CincyBC
Posted on May 30, 2022
Cover Image from Census Website
If you caught my post last week on how to easily get started with Postgres/Postgis, this is a followup on how to create your own local geocoder with Census/TIGER data. It's so easy, the folks behind Postgis have even created scripts to automate scraping and loading Census data for you. If you followed the tutorial, you now have a database called Geocoder
. Inside your Geocode
database with Postgis extension, you can just follow the tutorial in the Postgis docs, but I hope this tutorial provides a bit more context and few extra steps that make it easier for beginners.

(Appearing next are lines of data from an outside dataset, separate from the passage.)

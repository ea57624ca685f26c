//! Input validation for historized tables
//!
//! The engine refuses to transform a history that already violates the
//! interval invariants; it would only produce garbage output. All checks
//! report the lowest offending row index so identical inputs yield the
//! identical error.

use crate::schema::{technical_timestamp_type, CAPTURED_FIELD, DELIMITED_FIELD};
use crate::table::{row_keys, timestamp_micros, RowKey};
use crate::{Error, Result};
use arrow_array::{Array, RecordBatch, TimestampMicrosecondArray};
use chrono::{DateTime, Utc};
use std::collections::{HashMap, HashSet};

/// Fetch a technical timestamp column, checking name, type and null-freedom
pub(crate) fn technical_column<'a>(
    history: &'a RecordBatch,
    name: &str,
) -> Result<&'a TimestampMicrosecondArray> {
    let schema = history.schema();
    let (_, field) = schema.column_with_name(name).ok_or_else(|| {
        Error::MalformedHistory(format!("missing technical column '{}'", name))
    })?;
    if field.data_type() != &technical_timestamp_type() {
        return Err(Error::MalformedHistory(format!(
            "technical column '{}' must be {}, found {}",
            name,
            technical_timestamp_type(),
            field.data_type()
        )));
    }
    let array = timestamp_micros(history, name).map_err(|_| {
        Error::MalformedHistory(format!("technical column '{}' has unexpected layout", name))
    })?;
    if array.null_count() > 0 {
        return Err(Error::MalformedHistory(format!(
            "technical column '{}' contains nulls",
            name
        )));
    }
    Ok(array)
}

/// Check that `history` is a well-formed historized table.
///
/// Verifies the technical columns (presence, type, no nulls), that every
/// row's interval is non-empty (`captured < delimited`), that intervals of
/// one key never overlap, and that no key has more than one open row.
/// Rows whose key contains a null are exempt from the per-key checks: a
/// null key never equals another null key.
pub fn validate_history(
    history: &RecordBatch,
    primary_key: &[String],
    doomsday: DateTime<Utc>,
) -> Result<()> {
    let captured = technical_column(history, CAPTURED_FIELD)?;
    let delimited = technical_column(history, DELIMITED_FIELD)?;
    let doomsday = doomsday.timestamp_micros();

    for i in 0..history.num_rows() {
        if captured.value(i) >= delimited.value(i) {
            return Err(Error::MalformedHistory(format!(
                "row {} has an empty validity interval",
                i
            )));
        }
    }

    let keys = row_keys(history, primary_key)?;
    let mut groups: HashMap<&RowKey, Vec<usize>> = HashMap::new();
    for (i, key) in keys.iter().enumerate() {
        if let Some(k) = key {
            groups.entry(k).or_default().push(i);
        }
    }

    // Per-key checks in first-occurrence order, so error reporting does not
    // depend on hash iteration order
    let mut checked: HashSet<&RowKey> = HashSet::new();
    for key in keys.iter().flatten() {
        if !checked.insert(key) {
            continue;
        }
        let rows = &groups[key];

        let open: Vec<usize> = rows
            .iter()
            .copied()
            .filter(|&i| delimited.value(i) == doomsday)
            .collect();
        if open.len() > 1 {
            return Err(Error::HistoryInvariantViolated(format!(
                "key has {} open rows (rows {} and {})",
                open.len(),
                open[0],
                open[1]
            )));
        }

        let mut intervals: Vec<(i64, i64, usize)> = rows
            .iter()
            .map(|&i| (captured.value(i), delimited.value(i), i))
            .collect();
        intervals.sort_unstable();
        for pair in intervals.windows(2) {
            if pair[0].1 > pair[1].0 {
                return Err(Error::MalformedHistory(format!(
                    "overlapping validity intervals for one key (rows {} and {})",
                    pair[0].2, pair[1].2
                )));
            }
        }
    }

    Ok(())
}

The first step is to run these queries in your query tool.
CREATE EXTENSION fuzzystrmatch;
CREATE EXTENSION postgis_tiger_geocoder;
--this one is optional if you want to use the rules based standardizer (pagc_normalize_address)
CREATE EXTENSION address_standardizer;
These queries will install a tool that will try to match a string with a degree of certainty. If you've ever used the Python tool Fuzzy Wuzzy, you'll know what fuzzystrmatch does.
It also creates schemas in your database. Since you create schemas, it's a good idea to grant access to them to your other users:
GRANT USAGE ON SCHEMA tiger to PUBLIC;
GRANT USAGE ON SCHEMA tiger_data TO PUBLIC;
GRANT SELECT, REFERENCES, TRIGGER ON ALL TABLES IN SCHEMA tiger TO PUBLIC;
GRANT SELECT, REFERENCES, TRIGGER ON ALL TABLES IN SCEHMA tiger_data TO PUBLIC;
GRANT EXECUTE ON ALL FUNCTIONS IN SCHEMA tiger TO PUBLIC;
ALTER DEFAULT PRIVILEGES IN SCHEMA tiger_data
GRANT SELECT, REFERENCES ON TABLES TO PUBLIC;
The last query will set default to future proof access to these tables. (These queries came from the Manning book Postgis in Action)
If you check the tables in the schema, you'll find they're mostly empty. The next step then is to fill them with the data you need to geocode!
This next query will set up variables for a bash/shell script, so the query changes at the end depending on your os
. The docs also call this profile 'debbie'
. You can call it geocoder
or whatever you want. Just remember it for the following query.
INSERT INTO tiger.loader_platform(os, declare_sect, pgbin, wget, unzip_command, psql, path_sep,
loader, environ_set_command, county_process_command)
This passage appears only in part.